DIRECTIONS:
Only the number should be given: how many lines below contain "errors".

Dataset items
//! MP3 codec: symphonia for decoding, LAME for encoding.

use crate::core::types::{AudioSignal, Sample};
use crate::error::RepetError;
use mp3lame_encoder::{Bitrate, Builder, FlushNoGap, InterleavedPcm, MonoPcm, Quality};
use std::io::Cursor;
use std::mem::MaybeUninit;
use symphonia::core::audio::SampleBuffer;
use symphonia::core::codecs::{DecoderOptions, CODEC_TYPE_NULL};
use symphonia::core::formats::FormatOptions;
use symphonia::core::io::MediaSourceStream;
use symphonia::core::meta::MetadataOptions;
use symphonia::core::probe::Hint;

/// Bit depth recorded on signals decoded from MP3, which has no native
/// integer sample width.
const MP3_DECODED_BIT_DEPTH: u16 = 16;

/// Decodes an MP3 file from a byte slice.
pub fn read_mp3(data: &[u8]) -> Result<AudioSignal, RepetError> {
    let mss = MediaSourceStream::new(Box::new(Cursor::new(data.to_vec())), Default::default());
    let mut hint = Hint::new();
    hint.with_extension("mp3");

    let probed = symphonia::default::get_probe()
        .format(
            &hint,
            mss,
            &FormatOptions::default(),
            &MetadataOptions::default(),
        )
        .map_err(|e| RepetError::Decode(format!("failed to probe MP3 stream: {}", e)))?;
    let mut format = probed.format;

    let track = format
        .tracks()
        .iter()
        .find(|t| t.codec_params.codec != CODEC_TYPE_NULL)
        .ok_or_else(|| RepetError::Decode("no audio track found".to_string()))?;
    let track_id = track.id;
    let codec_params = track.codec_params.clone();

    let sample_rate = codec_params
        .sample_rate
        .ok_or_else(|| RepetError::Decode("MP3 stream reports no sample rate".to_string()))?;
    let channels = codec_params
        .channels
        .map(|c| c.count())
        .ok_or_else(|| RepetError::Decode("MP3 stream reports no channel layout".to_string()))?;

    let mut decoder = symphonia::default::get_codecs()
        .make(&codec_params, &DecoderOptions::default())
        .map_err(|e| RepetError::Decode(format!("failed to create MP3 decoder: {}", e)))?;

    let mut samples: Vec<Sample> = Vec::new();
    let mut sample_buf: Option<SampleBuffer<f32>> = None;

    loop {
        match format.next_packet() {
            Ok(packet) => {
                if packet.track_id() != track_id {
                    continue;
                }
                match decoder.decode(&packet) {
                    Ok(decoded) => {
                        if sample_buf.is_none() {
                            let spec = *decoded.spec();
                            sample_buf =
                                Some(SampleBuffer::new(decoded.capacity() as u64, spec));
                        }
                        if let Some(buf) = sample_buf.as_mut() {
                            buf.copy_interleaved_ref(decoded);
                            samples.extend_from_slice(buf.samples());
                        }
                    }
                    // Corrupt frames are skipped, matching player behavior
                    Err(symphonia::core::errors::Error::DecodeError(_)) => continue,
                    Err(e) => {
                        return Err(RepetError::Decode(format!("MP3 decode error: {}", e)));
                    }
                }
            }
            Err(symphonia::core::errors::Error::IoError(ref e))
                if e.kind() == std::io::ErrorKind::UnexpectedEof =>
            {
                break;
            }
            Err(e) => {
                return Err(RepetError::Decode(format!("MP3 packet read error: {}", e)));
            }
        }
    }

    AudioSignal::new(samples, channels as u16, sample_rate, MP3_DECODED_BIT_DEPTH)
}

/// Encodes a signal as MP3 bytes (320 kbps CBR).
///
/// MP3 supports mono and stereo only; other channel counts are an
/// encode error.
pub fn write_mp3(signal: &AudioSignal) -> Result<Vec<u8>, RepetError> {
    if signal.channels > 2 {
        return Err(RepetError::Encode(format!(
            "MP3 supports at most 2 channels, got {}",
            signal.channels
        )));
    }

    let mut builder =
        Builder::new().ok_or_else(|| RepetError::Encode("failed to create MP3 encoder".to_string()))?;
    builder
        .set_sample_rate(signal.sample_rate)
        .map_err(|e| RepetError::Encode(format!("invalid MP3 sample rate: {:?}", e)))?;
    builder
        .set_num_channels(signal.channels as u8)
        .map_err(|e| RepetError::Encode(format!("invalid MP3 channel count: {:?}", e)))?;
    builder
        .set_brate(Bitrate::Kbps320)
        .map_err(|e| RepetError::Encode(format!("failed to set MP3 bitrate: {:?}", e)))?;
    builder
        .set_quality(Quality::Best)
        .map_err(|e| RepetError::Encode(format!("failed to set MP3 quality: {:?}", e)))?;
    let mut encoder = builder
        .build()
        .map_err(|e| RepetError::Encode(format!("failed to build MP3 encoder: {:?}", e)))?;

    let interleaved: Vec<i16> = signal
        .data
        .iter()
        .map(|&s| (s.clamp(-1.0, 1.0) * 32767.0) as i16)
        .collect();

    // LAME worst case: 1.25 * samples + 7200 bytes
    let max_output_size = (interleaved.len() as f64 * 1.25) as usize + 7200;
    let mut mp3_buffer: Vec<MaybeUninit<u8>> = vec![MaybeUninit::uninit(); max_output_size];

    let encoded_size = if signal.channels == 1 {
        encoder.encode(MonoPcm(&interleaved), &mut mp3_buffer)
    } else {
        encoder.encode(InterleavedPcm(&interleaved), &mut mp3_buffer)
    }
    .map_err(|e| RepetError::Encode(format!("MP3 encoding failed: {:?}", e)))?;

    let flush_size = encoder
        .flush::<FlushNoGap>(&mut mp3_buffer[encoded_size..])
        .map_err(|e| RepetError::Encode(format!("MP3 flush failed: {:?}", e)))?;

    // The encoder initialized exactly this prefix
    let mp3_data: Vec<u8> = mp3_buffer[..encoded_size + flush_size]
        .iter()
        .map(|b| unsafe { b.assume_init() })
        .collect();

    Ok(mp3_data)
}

SOLUTION TO THIS TASK:
2